▶ [The problem] The expected output is exactly the lines below, starting at the line with "the operation (403-equivalent)" and ending at the line with "on the invoice", both included; no other line belongs in it.

[Stored items]
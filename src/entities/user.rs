//! User entity - people who submit and review ledger items.
//!
//! Credentials live outside this crate; the ledger only needs identity and role
//! to decide who may act and who gets notified.

use super::enums::UserRole;
use sea_orm::entity::prelude::*;
use serde::{Deserialize, Serialize};

/// User database model
#[derive(Clone, Debug, PartialEq, Eq, DeriveEntityModel, Serialize, Deserialize)]
#[sea_orm(table_name = "users")]
pub struct Model {
    /// Unique identifier for the user
    #[sea_orm(primary_key)]
    pub id: i64,
    /// Display name
    pub full_name: String,
    /// Login email, unique across users
    #[sea_orm(unique)]
    pub email: String,
    /// Organisation role
    pub role: UserRole,
    /// When the user was created
    pub created_at: DateTimeUtc,
}

/// Users are referenced by id only; no foreign keys point here.
#[derive(Copy, Clone, Debug, EnumIter, DeriveRelation)]
pub enum Relation {}

impl ActiveModelBehavior for ActiveModel {}
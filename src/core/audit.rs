//! Audit trail - append-only record of every state-changing action.
//!
//! Entries are written after the business transaction commits, so a failure
//! here never undoes a committed change. See [`crate::core::effects`].

use crate::{
    entities::{AuditAction, AuditLog, audit_log},
    errors::Result,
};
use chrono::Utc;
use sea_orm::{QueryOrder, Set, prelude::*};

/// Entity type names used in audit rows and error messages.
pub mod entity_types {
    /// Users
    pub const USER: &str = "user";
    /// Projects, their members and plans
    pub const PROJECT: &str = "project";
    /// Budget increase requests
    pub const BUDGET_REQUEST: &str = "budget_request";
    /// Expenses
    pub const EXPENSE: &str = "expense";
    /// Invoices
    pub const INVOICE: &str = "invoice";
    /// Invoice payments
    pub const INVOICE_PAYMENT: &str = "invoice_payment";
}

/// Appends an audit row.
pub async fn record_audit_entry<C>(
    db: &C,
    user_id: i64,
    action: AuditAction,
    entity_type: &str,
    entity_id: i64,
    details: String,
) -> Result<audit_log::Model>
where
    C: ConnectionTrait,
{
    let entry = audit_log::ActiveModel {
        user_id: Set(user_id),
        action: Set(action),
        entity_type: Set(entity_type.to_string()),
        entity_id: Set(entity_id),
        details: Set(details),
        created_at: Set(Utc::now()),
        ..Default::default()
    };
    Ok(entry.insert(db).await?)
}

/// All audit rows, newest first.
pub async fn list_audit_logs(db: &DatabaseConnection) -> Result<Vec<audit_log::Model>> {
    AuditLog::find()
        .order_by_desc(audit_log::Column::CreatedAt)
        .order_by_desc(audit_log::Column::Id)
        .all(db)
        .await
        .map_err(Into::into)
}

/// Audit rows for one entity type, newest first.
pub async fn list_audit_logs_by_entity_type(
    db: &DatabaseConnection,
    entity_type: &str,
) -> Result<Vec<audit_log::Model>> {
    AuditLog::find()
        .filter(audit_log::Column::EntityType.eq(entity_type))
        .order_by_desc(audit_log::Column::CreatedAt)
        .order_by_desc(audit_log::Column::Id)
        .all(db)
        .await
        .map_err(Into::into)
}

/// History of a single entity, oldest first.
pub async fn list_audit_logs_for_entity(
    db: &DatabaseConnection,
    entity_type: &str,
    entity_id: i64,
) -> Result<Vec<audit_log::Model>> {
    AuditLog::find()
        .filter(audit_log::Column::EntityType.eq(entity_type))
        .filter(audit_log::Column::EntityId.eq(entity_id))
        .order_by_asc(audit_log::Column::Id)
        .all(db)
        .await
        .map_err(Into::into)
}
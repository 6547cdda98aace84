//! `ProjectLedger` - project expenditure ledger and approval workflow engine
//!
//! Tracks project budgets, expenses, budget requests, invoices and invoice
//! payments. Every financial change goes through a review step and keeps the
//! derived totals (spent amount, paid amount) consistent under concurrency,
//! with an audit trail and per-user notifications on the side.

// Deny the most critical lints that could lead to bugs or security issues
#![deny(
    // Security and correctness
    unsafe_code,
    unsafe_op_in_unsafe_fn,

    // Code quality - things that are almost always bugs
    unreachable_code,
    unreachable_patterns,
    unused_must_use,

    // Documentation - broken links are bugs
    rustdoc::broken_intra_doc_links,
    rustdoc::private_intra_doc_links,
)]
// Warn on things that should be fixed but aren't necessarily bugs
#![warn(
    // Documentation - missing docs should be added gradually
    missing_docs,

    // Clippy categories for overall code quality
    clippy::all,
    clippy::pedantic,
    clippy::nursery,

    // Performance
    clippy::inefficient_to_string,
    clippy::large_types_passed_by_value,
    clippy::needless_pass_by_value,
    clippy::unnecessary_wraps,

    // Correctness
    clippy::clone_on_ref_ptr,
    clippy::dbg_macro,
    clippy::exit,
    clippy::expect_used,
    clippy::float_cmp,
    clippy::panic,
    clippy::todo,
    clippy::unimplemented,
    clippy::unwrap_used,

    // Complexity and readability
    clippy::cognitive_complexity,
    clippy::large_enum_variant,
    clippy::match_same_arms,
    clippy::too_many_lines,

    // Style consistency
    clippy::enum_glob_use,
    clippy::inconsistent_struct_constructor,
    clippy::missing_errors_doc,
    clippy::missing_panics_doc,
    clippy::must_use_candidate,
    clippy::redundant_closure_for_method_calls,
    clippy::semicolon_if_nothing_returned,
    clippy::wildcard_imports,

    // Future compatibility
    future_incompatible,
    rust_2018_idioms,
)]
// Allow some pedantic lints that are too noisy or not applicable
#![allow(
    clippy::module_name_repetitions,  // Common pattern in Rust
    clippy::missing_errors_doc,        // Will add gradually
    clippy::missing_panics_doc,        // Will add gradually
)]

/// Configuration management for database and application settings
pub mod config;
/// Core business logic - ledger operations, approval workflow and side effects
pub mod core;
/// SeaORM entity definitions for database tables
pub mod entities;
/// Unified error types and result handling
pub mod errors;
/// Live per-user notification fan-out
pub mod hub;

#[cfg(test)]
pub mod test_utils;
//! Unified error type for the ledger.
//!
//! Every service function returns [`Result`]. Callers that sit in front of the
//! core (request handlers, CLIs) map an error to a response class with
//! [`Error::kind`] and decide whether a retry makes sense with
//! [`Error::is_retryable`].

use thiserror::Error;

/// Broad response class of an [`Error`], independent of any transport.
#[derive(Debug, Clone, Copy, PartialEq, Eq)]
pub enum ErrorKind {
    /// The referenced entity does not exist (404-equivalent)
    NotFound,
    /// The actor may not perform the operation (403-equivalent)
    Forbidden,
    /// The request is invalid for the current state or input (400-equivalent)
    BadRequest,
    /// Infrastructure failure (500-equivalent)
    Internal,
}

/// All errors produced by the ledger.
#[derive(Debug, Error)]
pub enum Error {
    /// Configuration could not be read or parsed
    #[error("Configuration error: {message}")]
    Config {
        /// What went wrong
        message: String,
    },

    /// Underlying store failure; the surrounding transaction has been rolled back
    #[error("Database error: {0}")]
    Database(#[from] sea_orm::DbErr),

    /// File system failure
    #[error("I/O error: {0}")]
    Io(#[from] std::io::Error),

    /// Missing or malformed environment variable
    #[error("Environment variable error: {0}")]
    EnvVar(#[from] std::env::VarError),

    /// The entity id is unknown
    #[error("{entity} {id} not found")]
    NotFound {
        /// Entity type name, e.g. `"expense"`
        entity: &'static str,
        /// Requested id
        id: i64,
    },

    /// The actor is not allowed to act on the entity
    #[error("User {user_id} is not allowed to {action}")]
    Forbidden {
        /// Acting user
        user_id: i64,
        /// Human readable description of the refused action
        action: String,
    },

    /// The entity is not in a state that permits the requested transition
    #[error("Cannot {action} {entity} {id}: status is {status}")]
    InvalidStateTransition {
        /// Entity type name
        entity: &'static str,
        /// Entity id
        id: i64,
        /// Current status of the entity
        status: String,
        /// Attempted action
        action: &'static str,
    },

    /// Amount is zero, negative or not finite
    #[error("Invalid amount: {amount}")]
    InvalidAmount {
        /// The rejected amount
        amount: f64,
    },

    /// Payment larger than what is still owed on the invoice
    #[error("Payment amount ({amount:.2}) exceeds remaining balance ({remaining:.2})")]
    AmountExceedsRemaining {
        /// Requested payment
        amount: f64,
        /// `invoice.amount - invoice.paid_amount` at validation time
        remaining: f64,
    },

    /// Any other input problem (malformed date, empty item list, ...)
    #[error("Validation error: {message}")]
    Validation {
        /// What is wrong with the input
        message: String,
    },
}

impl Error {
    /// Shorthand for building a [`Error::Validation`].
    pub fn validation(message: impl Into<String>) -> Self {
        Self::Validation {
            message: message.into(),
        }
    }

    /// Response class of this error.
    #[must_use]
    pub const fn kind(&self) -> ErrorKind {
        match self {
            Self::NotFound { .. } => ErrorKind::NotFound,
            Self::Forbidden { .. } => ErrorKind::Forbidden,
            Self::InvalidStateTransition { .. }
            | Self::InvalidAmount { .. }
            | Self::AmountExceedsRemaining { .. }
            | Self::Validation { .. } => ErrorKind::BadRequest,
            Self::Config { .. } | Self::Database(_) | Self::Io(_) | Self::EnvVar(_) => {
                ErrorKind::Internal
            }
        }
    }

    /// Whether repeating the same call could succeed without any state change.
    ///
    /// Only store failures qualify: the transaction rolled back cleanly, so a
    /// retry starts from the same state. Business rule violations fail
    /// identically on every attempt.
    #[must_use]
    pub const fn is_retryable(&self) -> bool {
        matches!(self, Self::Database(_))
    }
}

/// Convenience `Result` type
pub type Result<T> = std::result::Result<T, Error>;

#[cfg(test)]
mod tests {
    use super::*;

    #[test]
    fn test_error_kinds() {
        assert_eq!(
            Error::NotFound {
                entity: "expense",
                id: 1
            }
            .kind(),
            ErrorKind::NotFound
        );
        assert_eq!(
            Error::InvalidStateTransition {
                entity: "invoice",
                id: 3,
                status: "APPROVED".to_string(),
                action: "approve",
            }
            .kind(),
            ErrorKind::BadRequest
        );
        assert_eq!(
            Error::AmountExceedsRemaining {
                amount: 101.0,
                remaining: 100.0
            }
            .kind(),
            ErrorKind::BadRequest
        );
        assert_eq!(
            Error::Forbidden {
                user_id: 7,
                action: "create expense".to_string()
            }
            .kind(),
            ErrorKind::Forbidden
        );
    }

    #[test]
    fn test_only_database_errors_are_retryable() {
        let db_err = Error::Database(sea_orm::DbErr::Custom("lock timeout".to_string()));
        assert!(db_err.is_retryable());
        assert_eq!(db_err.kind(), ErrorKind::Internal);

        let state_err = Error::InvalidStateTransition {
            entity: "expense",
            id: 1,
            status: "REJECTED".to_string(),
            action: "approve",
        };
        assert!(!state_err.is_retryable());
    }

    #[test]
    fn test_error_messages() {
        let err = Error::AmountExceedsRemaining {
            amount: 101.0,
            remaining: 100.0,
        };
        assert_eq!(
            err.to_string(),
            "Payment amount (101.00) exceeds remaining balance (100.00)"
        );

        let err = Error::InvalidStateTransition {
            entity: "budget_request",
            id: 4,
            status: "APPROVED".to_string(),
            action: "reject",
        };
        assert_eq!(
            err.to_string(),
            "Cannot reject budget_request 4: status is APPROVED"
        );
    }
}
//! Project entity - the unit that owns a budget and collects expenses,
//! budget requests and invoices.

use super::enums::ProjectStatus;
use sea_orm::entity::prelude::*;
use serde::{Deserialize, Serialize};

/// Project database model
#[derive(Clone, Debug, PartialEq, Eq, DeriveEntityModel, Serialize, Deserialize)]
#[sea_orm(table_name = "projects")]
pub struct Model {
    /// Unique identifier for the project
    #[sea_orm(primary_key)]
    pub id: i64,
    /// Project name
    pub name: String,
    /// Free-form description
    #[sea_orm(column_type = "Text")]
    pub description: String,
    /// Lifecycle status
    pub status: ProjectStatus,
    /// User who created (owns) the project
    pub created_by: i64,
    /// When the project was created
    pub created_at: DateTimeUtc,
    /// When the project was last modified
    pub updated_at: DateTimeUtc,
}

/// Defines relationships between Project and other entities
#[derive(Copy, Clone, Debug, EnumIter, DeriveRelation)]
pub enum Relation {
    /// Every project has exactly one budget row
    #[sea_orm(has_one = "super::project_budget::Entity")]
    Budget,
    /// Members allowed to submit items
    #[sea_orm(has_many = "super::project_member::Entity")]
    Members,
}

impl Related<super::project_budget::Entity> for Entity {
    fn to() -> RelationDef {
        Relation::Budget.def()
    }
}

impl Related<super::project_member::Entity> for Entity {
    fn to() -> RelationDef {
        Relation::Members.def()
    }
}

impl ActiveModelBehavior for ActiveModel {}
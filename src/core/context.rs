//! Shared handles passed to every ledger operation.

use crate::config::AppConfig;
use crate::entities::UserRole;
use crate::hub::EventSink;
use sea_orm::DatabaseConnection;
use std::sync::Arc;

/// Authenticated caller of a ledger operation.
///
/// Authentication happens outside this crate; the ledger only relies on the
/// id and role the caller was resolved to.
#[derive(Debug, Clone, Copy, PartialEq, Eq)]
pub struct Actor {
    /// Acting user id
    pub user_id: i64,
    /// Role of the acting user
    pub role: UserRole,
}

impl Actor {
    /// Creates an actor.
    #[must_use]
    pub const fn new(user_id: i64, role: UserRole) -> Self {
        Self { user_id, role }
    }

    /// Whether the actor reviews items across all projects.
    #[must_use]
    pub const fn is_reviewer(&self) -> bool {
        matches!(self.role, UserRole::Finance | UserRole::Owner)
    }
}

/// Database connection plus the injected side-effect sinks.
///
/// Built once at startup and cloned into whatever serves requests. Cloning is
/// cheap: the connection is a pool handle and the sink is reference counted.
#[derive(Clone)]
pub struct LedgerContext {
    /// Connection pool to the backing store
    pub db: DatabaseConnection,
    /// Live notification fan-out
    pub events: Arc<dyn EventSink>,
    /// Issuing company code embedded in invoice numbers
    pub company_code: String,
}

impl LedgerContext {
    /// Creates a context from its parts.
    pub fn new(
        db: DatabaseConnection,
        events: Arc<dyn EventSink>,
        company_code: impl Into<String>,
    ) -> Self {
        Self {
            db,
            events,
            company_code: company_code.into(),
        }
    }

    /// Creates a context using the settings from `config`.
    #[must_use]
    pub fn from_config(
        db: DatabaseConnection,
        events: Arc<dyn EventSink>,
        config: &AppConfig,
    ) -> Self {
        Self::new(db, events, config.company_code.clone())
    }
}

impl std::fmt::Debug for LedgerContext {
    fn fmt(&self, f: &mut std::fmt::Formatter<'_>) -> std::fmt::Result {
        f.debug_struct("LedgerContext")
            .field("company_code", &self.company_code)
            .finish_non_exhaustive()
    }
}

▶ [Exercise result]
    /// The actor may not perform the operation (403-equivalent)
    Forbidden,
    /// The request is invalid for the current state or input (400-equivalent)
    BadRequest,
    /// Infrastructure failure (500-equivalent)
    Internal,
}

/// All errors produced by the ledger.
#[derive(Debug, Error)]
pub enum Error {
    /// Configuration could not be read or parsed
    #[error("Configuration error: {message}")]
    Config {
        /// What went wrong
        message: String,
    },

    /// Underlying store failure; the surrounding transaction has been rolled back
    #[error("Database error: {0}")]
    Database(#[from] sea_orm::DbErr),

    /// File system failure
    #[error("I/O error: {0}")]
    Io(#[from] std::io::Error),

    /// Missing or malformed environment variable
    #[error("Environment variable error: {0}")]
    EnvVar(#[from] std::env::VarError),

    /// The entity id is unknown
    #[error("{entity} {id} not found")]
    NotFound {
        /// Entity type name, e.g. `"expense"`
        entity: &'static str,
        /// Requested id
        id: i64,
    },

    /// The actor is not allowed to act on the entity
    #[error("User {user_id} is not allowed to {action}")]
    Forbidden {
        /// Acting user
        user_id: i64,
        /// Human readable description of the refused action
        action: String,
    },

    /// The entity is not in a state that permits the requested transition
    #[error("Cannot {action} {entity} {id}: status is {status}")]
    InvalidStateTransition {
        /// Entity type name
        entity: &'static str,
        /// Entity id
        id: i64,
        /// Current status of the entity
        status: String,
        /// Attempted action
        action: &'static str,
    },

    /// Amount is zero, negative or not finite
    #[error("Invalid amount: {amount}")]
    InvalidAmount {
        /// The rejected amount
        amount: f64,
    },

    /// Payment larger than what is still owed on the invoice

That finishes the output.